* [WORK REQUEST]
Go through the entries below and print, exactly, the lines starting at the one with "assert_eq!(report.n_points, 0);" and ending at the one with "assert_eq!(bits(&first), bits(&second));", keeping both ends and no others.

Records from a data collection
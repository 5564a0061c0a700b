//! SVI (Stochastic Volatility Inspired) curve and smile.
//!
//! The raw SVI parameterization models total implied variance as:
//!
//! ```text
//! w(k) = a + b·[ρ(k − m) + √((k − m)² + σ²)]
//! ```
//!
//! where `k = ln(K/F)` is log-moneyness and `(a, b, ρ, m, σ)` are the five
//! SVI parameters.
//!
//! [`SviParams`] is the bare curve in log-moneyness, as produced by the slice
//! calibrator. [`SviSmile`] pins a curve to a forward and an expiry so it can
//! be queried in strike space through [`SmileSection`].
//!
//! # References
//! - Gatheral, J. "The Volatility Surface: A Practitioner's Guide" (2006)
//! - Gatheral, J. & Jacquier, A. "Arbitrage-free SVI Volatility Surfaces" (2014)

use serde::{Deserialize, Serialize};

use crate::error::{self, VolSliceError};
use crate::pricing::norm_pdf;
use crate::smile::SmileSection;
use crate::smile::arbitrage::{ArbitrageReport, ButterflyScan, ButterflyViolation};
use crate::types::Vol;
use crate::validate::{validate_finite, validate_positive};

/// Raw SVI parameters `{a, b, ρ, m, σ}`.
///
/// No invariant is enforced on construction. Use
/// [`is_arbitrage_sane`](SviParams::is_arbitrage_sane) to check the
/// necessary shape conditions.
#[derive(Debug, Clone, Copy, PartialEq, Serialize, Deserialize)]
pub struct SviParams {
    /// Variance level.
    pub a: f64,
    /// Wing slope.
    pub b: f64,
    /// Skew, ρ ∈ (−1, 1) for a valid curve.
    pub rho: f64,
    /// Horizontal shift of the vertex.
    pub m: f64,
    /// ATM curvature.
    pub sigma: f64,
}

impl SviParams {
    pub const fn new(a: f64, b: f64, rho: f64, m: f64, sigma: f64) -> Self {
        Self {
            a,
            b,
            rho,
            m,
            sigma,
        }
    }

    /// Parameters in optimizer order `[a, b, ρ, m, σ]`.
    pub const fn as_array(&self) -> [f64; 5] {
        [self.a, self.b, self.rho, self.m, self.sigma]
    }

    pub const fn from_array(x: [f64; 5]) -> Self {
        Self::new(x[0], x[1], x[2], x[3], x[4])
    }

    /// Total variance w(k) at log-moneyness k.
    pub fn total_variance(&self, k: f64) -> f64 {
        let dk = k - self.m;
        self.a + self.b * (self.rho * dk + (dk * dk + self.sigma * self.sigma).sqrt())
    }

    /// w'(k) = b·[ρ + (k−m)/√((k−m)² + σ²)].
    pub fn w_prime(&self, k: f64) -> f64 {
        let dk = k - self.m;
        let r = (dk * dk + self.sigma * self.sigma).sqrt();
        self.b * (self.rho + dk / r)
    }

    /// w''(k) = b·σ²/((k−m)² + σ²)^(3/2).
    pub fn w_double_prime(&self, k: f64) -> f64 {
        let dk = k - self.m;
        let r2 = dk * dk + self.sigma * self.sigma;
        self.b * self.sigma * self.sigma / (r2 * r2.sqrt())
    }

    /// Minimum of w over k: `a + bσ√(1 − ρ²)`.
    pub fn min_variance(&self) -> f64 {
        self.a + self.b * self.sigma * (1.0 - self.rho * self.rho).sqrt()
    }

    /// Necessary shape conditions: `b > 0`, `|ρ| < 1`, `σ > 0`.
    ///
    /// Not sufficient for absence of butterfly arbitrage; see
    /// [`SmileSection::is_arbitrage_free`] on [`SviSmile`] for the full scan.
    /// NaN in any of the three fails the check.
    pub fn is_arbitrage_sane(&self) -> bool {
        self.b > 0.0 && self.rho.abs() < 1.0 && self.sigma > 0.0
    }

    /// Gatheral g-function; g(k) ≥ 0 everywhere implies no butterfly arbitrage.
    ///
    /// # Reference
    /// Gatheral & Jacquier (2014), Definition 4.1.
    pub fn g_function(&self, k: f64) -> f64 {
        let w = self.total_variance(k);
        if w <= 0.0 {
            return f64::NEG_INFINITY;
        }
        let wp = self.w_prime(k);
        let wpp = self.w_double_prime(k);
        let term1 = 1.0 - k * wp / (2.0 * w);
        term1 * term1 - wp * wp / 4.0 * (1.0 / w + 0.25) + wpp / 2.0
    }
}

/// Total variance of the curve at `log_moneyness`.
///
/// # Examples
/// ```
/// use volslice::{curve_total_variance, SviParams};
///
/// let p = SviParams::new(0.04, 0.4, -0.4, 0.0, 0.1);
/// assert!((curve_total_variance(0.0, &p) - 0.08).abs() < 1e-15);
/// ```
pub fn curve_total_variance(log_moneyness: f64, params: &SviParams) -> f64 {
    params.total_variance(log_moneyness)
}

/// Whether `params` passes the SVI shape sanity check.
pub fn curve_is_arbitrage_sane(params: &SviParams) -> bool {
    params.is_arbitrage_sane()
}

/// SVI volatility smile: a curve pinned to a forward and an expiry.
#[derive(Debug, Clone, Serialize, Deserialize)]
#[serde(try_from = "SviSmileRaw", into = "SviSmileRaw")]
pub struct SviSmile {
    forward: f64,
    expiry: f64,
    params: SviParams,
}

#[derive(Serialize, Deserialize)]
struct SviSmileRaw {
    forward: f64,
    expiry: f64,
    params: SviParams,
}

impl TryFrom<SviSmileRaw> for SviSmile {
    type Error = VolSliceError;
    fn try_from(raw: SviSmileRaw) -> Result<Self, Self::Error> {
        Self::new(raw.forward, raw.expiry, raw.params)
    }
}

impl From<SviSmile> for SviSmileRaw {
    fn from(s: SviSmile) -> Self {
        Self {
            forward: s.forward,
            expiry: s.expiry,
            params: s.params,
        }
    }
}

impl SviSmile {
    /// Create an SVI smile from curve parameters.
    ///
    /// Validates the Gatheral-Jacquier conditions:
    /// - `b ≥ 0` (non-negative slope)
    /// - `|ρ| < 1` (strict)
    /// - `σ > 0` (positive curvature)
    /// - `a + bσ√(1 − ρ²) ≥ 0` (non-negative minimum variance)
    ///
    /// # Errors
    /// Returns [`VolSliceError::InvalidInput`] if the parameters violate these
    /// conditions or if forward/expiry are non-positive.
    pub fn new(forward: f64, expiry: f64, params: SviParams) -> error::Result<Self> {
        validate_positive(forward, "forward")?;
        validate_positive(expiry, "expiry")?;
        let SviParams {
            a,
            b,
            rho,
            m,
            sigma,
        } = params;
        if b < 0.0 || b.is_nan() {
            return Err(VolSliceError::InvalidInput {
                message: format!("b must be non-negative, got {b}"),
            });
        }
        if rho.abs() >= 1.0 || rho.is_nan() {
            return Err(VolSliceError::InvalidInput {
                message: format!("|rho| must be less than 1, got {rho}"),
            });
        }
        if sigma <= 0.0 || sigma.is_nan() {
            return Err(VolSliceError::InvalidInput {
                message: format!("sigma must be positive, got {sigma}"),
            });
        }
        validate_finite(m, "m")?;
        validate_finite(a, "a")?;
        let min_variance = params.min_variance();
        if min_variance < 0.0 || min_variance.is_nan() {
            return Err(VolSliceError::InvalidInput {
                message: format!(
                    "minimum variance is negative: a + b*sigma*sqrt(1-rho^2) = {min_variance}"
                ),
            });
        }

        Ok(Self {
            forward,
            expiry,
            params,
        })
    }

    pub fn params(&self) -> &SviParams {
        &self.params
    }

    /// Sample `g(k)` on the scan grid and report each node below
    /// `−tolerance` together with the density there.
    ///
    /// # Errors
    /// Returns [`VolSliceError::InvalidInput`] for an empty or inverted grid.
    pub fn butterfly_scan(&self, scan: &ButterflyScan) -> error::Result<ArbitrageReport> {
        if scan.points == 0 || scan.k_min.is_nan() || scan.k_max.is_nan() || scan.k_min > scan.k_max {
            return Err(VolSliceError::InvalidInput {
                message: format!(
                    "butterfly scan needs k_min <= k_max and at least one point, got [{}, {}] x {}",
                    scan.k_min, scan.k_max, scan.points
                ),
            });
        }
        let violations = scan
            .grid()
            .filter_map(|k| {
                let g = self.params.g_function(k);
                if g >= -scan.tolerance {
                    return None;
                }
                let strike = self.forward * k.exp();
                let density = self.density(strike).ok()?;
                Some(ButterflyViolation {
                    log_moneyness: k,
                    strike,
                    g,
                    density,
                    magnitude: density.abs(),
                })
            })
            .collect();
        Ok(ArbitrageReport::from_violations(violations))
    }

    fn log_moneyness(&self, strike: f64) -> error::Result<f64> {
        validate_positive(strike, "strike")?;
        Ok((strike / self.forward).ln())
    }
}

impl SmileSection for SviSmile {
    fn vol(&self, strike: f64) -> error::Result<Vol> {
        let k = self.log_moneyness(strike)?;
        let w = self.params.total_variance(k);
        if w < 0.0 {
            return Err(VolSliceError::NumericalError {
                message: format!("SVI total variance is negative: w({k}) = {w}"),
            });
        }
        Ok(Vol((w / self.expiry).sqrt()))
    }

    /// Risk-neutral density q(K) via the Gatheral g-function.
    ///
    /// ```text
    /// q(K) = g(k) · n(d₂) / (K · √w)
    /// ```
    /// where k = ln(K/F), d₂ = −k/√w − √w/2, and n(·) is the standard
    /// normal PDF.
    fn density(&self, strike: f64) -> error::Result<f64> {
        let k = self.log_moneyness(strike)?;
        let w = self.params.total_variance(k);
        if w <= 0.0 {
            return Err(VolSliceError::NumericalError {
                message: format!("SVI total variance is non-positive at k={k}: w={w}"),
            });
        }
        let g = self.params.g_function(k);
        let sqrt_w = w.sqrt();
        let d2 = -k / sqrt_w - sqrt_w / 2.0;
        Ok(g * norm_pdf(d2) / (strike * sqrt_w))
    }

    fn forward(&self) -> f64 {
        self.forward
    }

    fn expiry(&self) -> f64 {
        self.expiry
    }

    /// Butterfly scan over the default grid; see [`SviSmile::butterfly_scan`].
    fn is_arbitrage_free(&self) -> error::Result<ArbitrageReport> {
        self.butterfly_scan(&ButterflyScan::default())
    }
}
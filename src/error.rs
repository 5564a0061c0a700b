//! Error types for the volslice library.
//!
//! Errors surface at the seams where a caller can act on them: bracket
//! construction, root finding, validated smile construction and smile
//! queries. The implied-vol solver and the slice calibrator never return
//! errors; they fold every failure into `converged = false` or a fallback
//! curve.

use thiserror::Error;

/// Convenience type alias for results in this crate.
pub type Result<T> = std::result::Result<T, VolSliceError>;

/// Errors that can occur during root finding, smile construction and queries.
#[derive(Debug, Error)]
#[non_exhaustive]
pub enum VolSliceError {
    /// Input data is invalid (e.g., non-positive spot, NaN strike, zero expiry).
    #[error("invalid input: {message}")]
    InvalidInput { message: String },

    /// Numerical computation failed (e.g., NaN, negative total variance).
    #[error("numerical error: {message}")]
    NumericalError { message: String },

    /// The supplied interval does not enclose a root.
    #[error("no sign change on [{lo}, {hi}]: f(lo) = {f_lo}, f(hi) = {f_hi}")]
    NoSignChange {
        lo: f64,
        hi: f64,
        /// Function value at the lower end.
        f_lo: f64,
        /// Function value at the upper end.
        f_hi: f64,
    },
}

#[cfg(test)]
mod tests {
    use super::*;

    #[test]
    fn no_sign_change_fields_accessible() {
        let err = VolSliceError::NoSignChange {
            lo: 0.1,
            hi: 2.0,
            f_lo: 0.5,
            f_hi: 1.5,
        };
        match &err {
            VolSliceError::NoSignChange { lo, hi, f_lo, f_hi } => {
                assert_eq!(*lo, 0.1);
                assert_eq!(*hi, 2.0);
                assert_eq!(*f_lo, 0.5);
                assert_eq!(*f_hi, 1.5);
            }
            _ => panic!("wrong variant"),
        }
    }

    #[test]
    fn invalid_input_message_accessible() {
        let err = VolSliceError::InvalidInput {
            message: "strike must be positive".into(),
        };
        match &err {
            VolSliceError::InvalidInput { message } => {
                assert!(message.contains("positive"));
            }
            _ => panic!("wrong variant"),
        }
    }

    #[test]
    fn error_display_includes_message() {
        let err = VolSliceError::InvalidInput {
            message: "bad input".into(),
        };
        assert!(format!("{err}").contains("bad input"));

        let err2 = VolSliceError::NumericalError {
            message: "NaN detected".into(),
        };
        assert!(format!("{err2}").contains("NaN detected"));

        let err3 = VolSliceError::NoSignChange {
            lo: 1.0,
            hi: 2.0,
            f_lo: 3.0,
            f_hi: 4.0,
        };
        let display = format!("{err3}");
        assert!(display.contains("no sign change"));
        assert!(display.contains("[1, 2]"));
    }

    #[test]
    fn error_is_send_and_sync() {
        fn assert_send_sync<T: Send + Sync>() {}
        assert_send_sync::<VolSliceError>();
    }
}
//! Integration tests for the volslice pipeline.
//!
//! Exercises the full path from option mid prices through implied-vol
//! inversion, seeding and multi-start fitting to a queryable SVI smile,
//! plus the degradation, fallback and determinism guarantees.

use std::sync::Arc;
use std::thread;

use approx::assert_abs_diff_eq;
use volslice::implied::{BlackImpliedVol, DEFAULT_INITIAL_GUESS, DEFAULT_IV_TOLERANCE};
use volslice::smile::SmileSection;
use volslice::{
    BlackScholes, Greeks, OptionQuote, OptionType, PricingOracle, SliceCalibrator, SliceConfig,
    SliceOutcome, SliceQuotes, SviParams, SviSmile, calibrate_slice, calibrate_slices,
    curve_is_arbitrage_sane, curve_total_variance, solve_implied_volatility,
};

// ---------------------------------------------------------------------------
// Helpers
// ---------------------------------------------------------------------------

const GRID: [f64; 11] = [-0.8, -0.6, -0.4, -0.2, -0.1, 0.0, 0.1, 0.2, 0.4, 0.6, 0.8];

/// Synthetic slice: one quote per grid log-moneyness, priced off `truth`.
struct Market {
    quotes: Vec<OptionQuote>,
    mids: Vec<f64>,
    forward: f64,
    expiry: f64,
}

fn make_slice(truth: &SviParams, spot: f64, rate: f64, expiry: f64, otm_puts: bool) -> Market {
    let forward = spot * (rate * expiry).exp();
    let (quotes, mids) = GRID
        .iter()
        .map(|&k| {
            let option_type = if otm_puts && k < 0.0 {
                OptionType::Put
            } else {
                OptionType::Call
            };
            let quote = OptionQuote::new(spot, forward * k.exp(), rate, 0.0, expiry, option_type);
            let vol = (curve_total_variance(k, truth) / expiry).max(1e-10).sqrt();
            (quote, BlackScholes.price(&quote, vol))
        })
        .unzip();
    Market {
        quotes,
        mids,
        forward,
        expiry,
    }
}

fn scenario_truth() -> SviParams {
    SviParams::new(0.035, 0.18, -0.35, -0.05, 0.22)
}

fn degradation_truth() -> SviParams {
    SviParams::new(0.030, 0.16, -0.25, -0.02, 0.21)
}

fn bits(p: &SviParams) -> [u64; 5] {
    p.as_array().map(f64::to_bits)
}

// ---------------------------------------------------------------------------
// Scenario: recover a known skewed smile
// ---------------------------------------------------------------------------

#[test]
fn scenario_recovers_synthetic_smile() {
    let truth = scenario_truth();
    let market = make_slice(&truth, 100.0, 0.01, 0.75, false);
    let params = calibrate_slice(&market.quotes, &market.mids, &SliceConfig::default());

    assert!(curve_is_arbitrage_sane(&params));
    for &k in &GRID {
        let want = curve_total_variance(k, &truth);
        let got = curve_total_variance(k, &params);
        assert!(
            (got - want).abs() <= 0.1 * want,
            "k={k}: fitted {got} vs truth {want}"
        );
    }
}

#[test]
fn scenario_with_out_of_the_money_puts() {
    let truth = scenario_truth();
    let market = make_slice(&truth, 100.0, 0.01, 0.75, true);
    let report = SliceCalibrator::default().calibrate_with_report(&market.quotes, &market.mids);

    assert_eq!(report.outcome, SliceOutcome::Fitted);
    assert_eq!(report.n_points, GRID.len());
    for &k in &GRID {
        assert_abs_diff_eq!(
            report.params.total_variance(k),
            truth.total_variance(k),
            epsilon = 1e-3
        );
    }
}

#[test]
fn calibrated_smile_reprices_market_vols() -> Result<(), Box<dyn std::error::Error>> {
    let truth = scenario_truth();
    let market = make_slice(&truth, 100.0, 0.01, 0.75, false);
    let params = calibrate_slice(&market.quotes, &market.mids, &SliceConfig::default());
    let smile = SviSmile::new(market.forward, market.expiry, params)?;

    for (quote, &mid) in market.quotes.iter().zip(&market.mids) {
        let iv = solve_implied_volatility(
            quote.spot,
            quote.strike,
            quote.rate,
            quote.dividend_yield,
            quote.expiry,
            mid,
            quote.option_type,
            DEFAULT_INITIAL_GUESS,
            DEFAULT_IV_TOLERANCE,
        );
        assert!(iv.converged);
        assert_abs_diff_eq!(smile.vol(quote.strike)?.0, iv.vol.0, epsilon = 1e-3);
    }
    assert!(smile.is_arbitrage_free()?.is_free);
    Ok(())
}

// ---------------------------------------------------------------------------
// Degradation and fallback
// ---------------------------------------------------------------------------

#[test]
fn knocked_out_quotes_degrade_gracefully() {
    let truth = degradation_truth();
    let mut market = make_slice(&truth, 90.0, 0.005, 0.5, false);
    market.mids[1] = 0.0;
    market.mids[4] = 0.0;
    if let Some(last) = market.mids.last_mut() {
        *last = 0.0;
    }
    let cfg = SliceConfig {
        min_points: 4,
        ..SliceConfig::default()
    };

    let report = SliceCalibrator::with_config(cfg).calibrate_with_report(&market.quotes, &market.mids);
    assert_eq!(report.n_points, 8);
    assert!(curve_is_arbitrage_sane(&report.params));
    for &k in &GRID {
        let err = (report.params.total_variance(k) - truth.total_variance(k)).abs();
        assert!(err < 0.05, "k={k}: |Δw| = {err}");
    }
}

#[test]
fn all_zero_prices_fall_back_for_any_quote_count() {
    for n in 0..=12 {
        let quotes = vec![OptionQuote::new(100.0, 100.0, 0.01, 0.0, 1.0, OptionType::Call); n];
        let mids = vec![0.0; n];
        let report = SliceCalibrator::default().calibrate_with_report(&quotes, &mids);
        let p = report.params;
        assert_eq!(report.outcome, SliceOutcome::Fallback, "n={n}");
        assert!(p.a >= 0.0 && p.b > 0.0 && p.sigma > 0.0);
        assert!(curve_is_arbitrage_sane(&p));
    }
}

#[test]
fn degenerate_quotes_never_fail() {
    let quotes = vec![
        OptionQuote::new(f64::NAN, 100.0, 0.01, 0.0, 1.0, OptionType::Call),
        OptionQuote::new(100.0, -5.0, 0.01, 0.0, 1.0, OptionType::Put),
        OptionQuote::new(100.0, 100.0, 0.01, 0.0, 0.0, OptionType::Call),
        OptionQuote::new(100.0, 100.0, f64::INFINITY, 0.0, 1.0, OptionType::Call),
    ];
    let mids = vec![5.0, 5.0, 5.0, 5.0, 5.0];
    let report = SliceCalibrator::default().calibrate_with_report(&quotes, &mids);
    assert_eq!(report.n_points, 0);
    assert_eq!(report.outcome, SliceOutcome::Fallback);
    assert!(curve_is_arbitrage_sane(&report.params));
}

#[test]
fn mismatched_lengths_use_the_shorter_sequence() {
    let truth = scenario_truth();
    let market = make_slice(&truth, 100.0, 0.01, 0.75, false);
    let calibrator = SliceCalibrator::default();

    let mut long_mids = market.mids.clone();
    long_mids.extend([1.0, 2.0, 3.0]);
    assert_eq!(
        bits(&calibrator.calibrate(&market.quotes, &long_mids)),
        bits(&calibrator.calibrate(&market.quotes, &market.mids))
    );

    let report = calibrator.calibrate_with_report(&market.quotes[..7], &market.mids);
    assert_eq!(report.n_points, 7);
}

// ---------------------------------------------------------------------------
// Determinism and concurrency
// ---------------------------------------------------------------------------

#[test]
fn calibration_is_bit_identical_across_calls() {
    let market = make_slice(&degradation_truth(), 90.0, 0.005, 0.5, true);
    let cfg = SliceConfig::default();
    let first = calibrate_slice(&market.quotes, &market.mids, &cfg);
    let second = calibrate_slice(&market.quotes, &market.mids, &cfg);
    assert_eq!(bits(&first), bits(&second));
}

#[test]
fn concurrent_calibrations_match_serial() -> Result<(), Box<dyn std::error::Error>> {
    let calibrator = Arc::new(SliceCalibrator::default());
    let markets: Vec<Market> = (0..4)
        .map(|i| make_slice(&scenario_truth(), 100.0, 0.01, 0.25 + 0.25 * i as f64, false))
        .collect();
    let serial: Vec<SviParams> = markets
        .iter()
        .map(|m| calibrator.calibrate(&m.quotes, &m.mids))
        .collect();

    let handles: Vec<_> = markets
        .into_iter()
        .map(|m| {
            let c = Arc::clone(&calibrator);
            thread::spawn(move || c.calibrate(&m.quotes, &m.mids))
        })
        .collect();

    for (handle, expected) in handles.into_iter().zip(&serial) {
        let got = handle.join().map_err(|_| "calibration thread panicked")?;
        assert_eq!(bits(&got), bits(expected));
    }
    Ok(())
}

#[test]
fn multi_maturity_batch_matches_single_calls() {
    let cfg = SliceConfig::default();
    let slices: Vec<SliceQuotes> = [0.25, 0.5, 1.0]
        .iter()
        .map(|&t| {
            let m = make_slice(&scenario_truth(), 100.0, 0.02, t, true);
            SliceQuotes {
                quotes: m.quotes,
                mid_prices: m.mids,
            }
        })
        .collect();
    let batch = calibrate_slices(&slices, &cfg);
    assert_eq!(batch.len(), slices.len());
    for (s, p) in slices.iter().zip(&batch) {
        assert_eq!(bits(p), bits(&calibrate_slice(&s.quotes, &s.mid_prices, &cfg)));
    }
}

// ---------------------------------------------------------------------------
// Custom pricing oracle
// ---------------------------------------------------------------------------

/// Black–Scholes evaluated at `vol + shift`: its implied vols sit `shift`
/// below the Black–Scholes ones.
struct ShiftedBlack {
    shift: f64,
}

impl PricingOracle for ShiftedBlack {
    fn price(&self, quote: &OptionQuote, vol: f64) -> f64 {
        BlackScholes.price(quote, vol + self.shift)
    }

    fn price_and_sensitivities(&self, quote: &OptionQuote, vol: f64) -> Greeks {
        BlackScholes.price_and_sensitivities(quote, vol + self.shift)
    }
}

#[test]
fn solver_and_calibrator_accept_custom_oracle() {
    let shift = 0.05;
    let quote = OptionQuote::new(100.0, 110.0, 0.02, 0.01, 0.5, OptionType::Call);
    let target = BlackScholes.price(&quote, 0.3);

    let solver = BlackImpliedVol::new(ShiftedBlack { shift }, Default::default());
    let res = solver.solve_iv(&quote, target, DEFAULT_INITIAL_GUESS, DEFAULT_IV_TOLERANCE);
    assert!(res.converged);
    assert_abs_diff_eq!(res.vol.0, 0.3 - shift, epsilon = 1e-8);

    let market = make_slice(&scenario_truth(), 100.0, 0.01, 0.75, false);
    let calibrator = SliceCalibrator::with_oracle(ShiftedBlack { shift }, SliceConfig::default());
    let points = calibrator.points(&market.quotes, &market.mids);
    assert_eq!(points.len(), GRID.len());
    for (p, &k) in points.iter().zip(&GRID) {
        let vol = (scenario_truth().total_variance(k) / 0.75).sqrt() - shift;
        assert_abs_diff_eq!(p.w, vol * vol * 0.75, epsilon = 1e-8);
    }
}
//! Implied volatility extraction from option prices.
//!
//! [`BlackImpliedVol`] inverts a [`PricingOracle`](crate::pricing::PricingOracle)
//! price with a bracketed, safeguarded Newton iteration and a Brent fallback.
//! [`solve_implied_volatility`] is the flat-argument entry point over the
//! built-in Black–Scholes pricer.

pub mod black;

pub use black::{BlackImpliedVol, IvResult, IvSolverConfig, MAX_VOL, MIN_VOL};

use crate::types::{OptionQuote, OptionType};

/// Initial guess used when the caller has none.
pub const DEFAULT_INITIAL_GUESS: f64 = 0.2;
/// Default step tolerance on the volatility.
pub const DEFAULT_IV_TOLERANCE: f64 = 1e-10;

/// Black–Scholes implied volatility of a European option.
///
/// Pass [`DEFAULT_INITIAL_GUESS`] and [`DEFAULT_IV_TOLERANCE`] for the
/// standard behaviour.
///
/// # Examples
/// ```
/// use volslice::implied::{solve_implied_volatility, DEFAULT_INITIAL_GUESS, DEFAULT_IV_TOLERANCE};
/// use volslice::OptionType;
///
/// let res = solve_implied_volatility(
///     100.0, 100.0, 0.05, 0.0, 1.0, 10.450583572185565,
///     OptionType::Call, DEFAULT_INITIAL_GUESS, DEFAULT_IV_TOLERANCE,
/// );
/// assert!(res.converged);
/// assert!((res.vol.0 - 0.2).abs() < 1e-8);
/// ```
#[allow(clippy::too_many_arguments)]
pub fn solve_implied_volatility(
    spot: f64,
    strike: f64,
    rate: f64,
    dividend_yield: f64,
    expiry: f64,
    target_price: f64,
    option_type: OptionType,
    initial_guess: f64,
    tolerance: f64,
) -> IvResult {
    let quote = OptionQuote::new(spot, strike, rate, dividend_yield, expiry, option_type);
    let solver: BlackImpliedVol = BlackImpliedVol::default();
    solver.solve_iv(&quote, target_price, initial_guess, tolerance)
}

* [WRITTEN RESPONSE]
    assert_eq!(report.n_points, 0);
    assert_eq!(report.outcome, SliceOutcome::Fallback);
    assert!(curve_is_arbitrage_sane(&report.params));
}

#[test]
fn mismatched_lengths_use_the_shorter_sequence() {
    let truth = scenario_truth();
    let market = make_slice(&truth, 100.0, 0.01, 0.75, false);
    let calibrator = SliceCalibrator::default();

    let mut long_mids = market.mids.clone();
    long_mids.extend([1.0, 2.0, 3.0]);
    assert_eq!(
        bits(&calibrator.calibrate(&market.quotes, &long_mids)),
        bits(&calibrator.calibrate(&market.quotes, &market.mids))
    );

    let report = calibrator.calibrate_with_report(&market.quotes[..7], &market.mids);
    assert_eq!(report.n_points, 7);
}

// ---------------------------------------------------------------------------
// Determinism and concurrency
// ---------------------------------------------------------------------------

#[test]
fn calibration_is_bit_identical_across_calls() {
    let market = make_slice(&degradation_truth(), 90.0, 0.005, 0.5, true);
    let cfg = SliceConfig::default();
    let first = calibrate_slice(&market.quotes, &market.mids, &cfg);
    let second = calibrate_slice(&market.quotes, &market.mids, &cfg);
    assert_eq!(bits(&first), bits(&second));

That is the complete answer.